The randomized, double-blind, placebo-controlled single ascending dose (SAD) study evaluated safety, tolerability, pharmacokinetics, and target engagement in 46 healthy participants.

 

Participants received doses ranging from 10 mg to 600 mg of ASC50 or placebo. 

 

Key findings included -- Long half-life: ASC50’s elimination half-life ranged from 43 to 104 hours across doses, supporting once-daily or potentially once-weekly oral dosing; Strong target engagement: Plasma IL-17A levels remained elevated up to seven days at higher doses.

 

ASC50 showed a consistent, dose-proportional profile from 10 mg to 600 mg.
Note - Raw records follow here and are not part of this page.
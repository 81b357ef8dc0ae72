//! MCP tool surface.
//!
//! Exposes the four gateway operations as MCP tools over stdio. Every error
//! is returned to the caller as a structured `{ok: false, error, kind}`
//! payload; nothing is retried here.

use std::sync::Arc;

use rmcp::{
    handler::server::{router::tool::ToolRouter, wrapper::Parameters},
    model::{
        CallToolResult, Content, Implementation, ProtocolVersion, ServerCapabilities, ServerInfo,
    },
    tool, tool_handler, tool_router,
    transport::stdio,
    ErrorData as McpError, ServerHandler, ServiceExt,
};
use schemars::JsonSchema;
use serde::Deserialize;
use serde_json::json;
use tracing::info;

use crate::{
    approval::manager::ApprovalDecision,
    error::GatewayError,
    orchestrator::{Orchestrator, RunOutcome},
    runner::ExecutionResult,
};

#[derive(Debug, Deserialize, JsonSchema)]
pub struct RunCommandRequest {
    /// Profile to run against.
    pub profile: String,
    /// Command line to execute remotely.
    pub command: String,
    /// Timeout in seconds; clamped to the profile's maximum.
    #[serde(default)]
    pub timeout_secs: Option<u64>,
}

#[derive(Debug, Deserialize, JsonSchema)]
pub struct ApproveAndRunRequest {
    /// Approval id returned by a previous ssh_run_command call.
    pub approval_id: String,
    /// Either "allow_once" or "allow_prefix".
    pub decision: String,
    /// Prefix to persist for allow_prefix; defaults to the suggested one.
    #[serde(default)]
    pub prefix: Option<String>,
    #[serde(default)]
    pub timeout_secs: Option<u64>,
}

#[derive(Debug, Deserialize, JsonSchema)]
pub struct ClearSessionAllowlistRequest {
    /// Profile to clear; omit to clear every profile.
    #[serde(default)]
    pub profile: Option<String>,
}

/// MCP server wrapping an [`Orchestrator`].
#[derive(Clone)]
pub struct GatewayServer {
    orchestrator: Arc<Orchestrator>,
    tool_router: ToolRouter<Self>,
}

#[tool_router]
impl GatewayServer {
    pub fn new(orchestrator: Arc<Orchestrator>) -> Self {
        Self {
            orchestrator,
            tool_router: Self::tool_router(),
        }
    }

    #[tool(description = "List configured remote host profiles")]
    fn ssh_list_profiles(&self) -> Result<CallToolResult, McpError> {
        json_result(&json!({
            "ok": true,
            "profiles": self.orchestrator.list_profiles(),
        }))
    }

    #[tool(
        description = "Run a command on a profile's remote host. Commands outside the \
                       allowlist return an approval_id for ssh_approve_and_run."
    )]
    async fn ssh_run_command(
        &self,
        Parameters(req): Parameters<RunCommandRequest>,
    ) -> Result<CallToolResult, McpError> {
        match self
            .orchestrator
            .run_command(&req.profile, &req.command, req.timeout_secs)
            .await
        {
            Ok(RunOutcome::Executed(result)) => json_result(&execution_payload(&result, None)),
            Ok(RunOutcome::ApprovalRequired(request)) => json_result(&json!({
                "ok": false,
                "approval_required": true,
                "approval_id": request.approval_id,
                "choices": request.choices,
                "suggested_prefix": request.suggested_prefix,
                "message": request.message,
            })),
            Err(err) => json_result(&error_payload(&err)),
        }
    }

    #[tool(
        description = "Resolve a pending approval (allow_once or allow_prefix) and run the \
                       original command. Each approval_id is usable exactly once."
    )]
    async fn ssh_approve_and_run(
        &self,
        Parameters(req): Parameters<ApproveAndRunRequest>,
    ) -> Result<CallToolResult, McpError> {
        let decision = match ApprovalDecision::from_wire(&req.decision, req.prefix) {
            Ok(decision) => decision,
            Err(err) => return json_result(&error_payload(&err.into())),
        };
        match self
            .orchestrator
            .approve_and_run(&req.approval_id, decision, req.timeout_secs)
            .await
        {
            Ok(approved) => {
                json_result(&execution_payload(&approved.result, Some(approved.decision)))
            }
            Err(err) => json_result(&error_payload(&err)),
        }
    }

    #[tool(description = "Clear session-learned command prefixes for one profile or all")]
    fn ssh_clear_session_allowlist(
        &self,
        Parameters(req): Parameters<ClearSessionAllowlistRequest>,
    ) -> Result<CallToolResult, McpError> {
        let cleared = self
            .orchestrator
            .clear_session_allowlist(req.profile.as_deref());
        json_result(&json!({
            "ok": true,
            "profile": req.profile,
            "cleared": cleared,
        }))
    }
}

#[tool_handler]
impl ServerHandler for GatewayServer {
    fn get_info(&self) -> ServerInfo {
        ServerInfo {
            protocol_version: ProtocolVersion::default(),
            capabilities: ServerCapabilities::builder().enable_tools().build(),
            server_info: Implementation::from_build_env(),
            instructions: Some(
                "Allowlist-gated remote command execution. Commands outside a profile's \
                 allowlist require operator approval via ssh_approve_and_run."
                    .to_string(),
            ),
        }
    }
}

/// Serve the gateway over stdio until the client disconnects.
pub async fn serve_stdio(orchestrator: Arc<Orchestrator>) -> anyhow::Result<()> {
    let service = GatewayServer::new(orchestrator).serve(stdio()).await?;
    info!("gateway serving on stdio");
    service.waiting().await?;
    Ok(())
}

fn json_result(value: &serde_json::Value) -> Result<CallToolResult, McpError> {
    let text = serde_json::to_string_pretty(value)
        .map_err(|err| McpError::internal_error(err.to_string(), None))?;
    Ok(CallToolResult::success(vec![Content::text(text)]))
}

fn execution_payload(result: &ExecutionResult, approved: Option<&str>) -> serde_json::Value {
    let mut payload = json!({
        "ok": true,
        "stdout": result.stdout,
        "stderr": result.stderr,
        "exit_code": result.exit_code,
        "exit_signal": result.exit_signal,
        "duration_ms": result.duration_ms,
        "stdout_truncated": result.stdout_truncated,
        "stderr_truncated": result.stderr_truncated,
    });
    if let Some(decision) = approved {
        payload["approved"] = json!(decision);
    }
    payload
}

fn error_payload(err: &GatewayError) -> serde_json::Value {
    json!({
        "ok": false,
        "error": err.to_string(),
        "kind": err.kind(),
    })
}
All adverse events were mild and transient. No serious adverse events or discontinuations occurred, and no hepatic safety signals were detected.

 

Based on these results, ASC50 has advanced into a multiple ascending dose study in participants with mild to moderate plaque psoriasis.

 

“These data demonstrate a favorable safety profile as well as a dose-dependent and differentiated pharmacokinetic profile of ASC50,” said Jinzi Jason Wu, Founder, Chairman and CEO of Ascletis. 

 

“We are encouraged by these data as ASC50 is the first oral small molecule drug candidate in immunology developed from our Artificial Intelligence-assisted Structure-Based Drug Discovery (AISBDD) technology. These findings underscore ASC50's potential as a best-in-class oral small molecule IL-17 inhibitor.”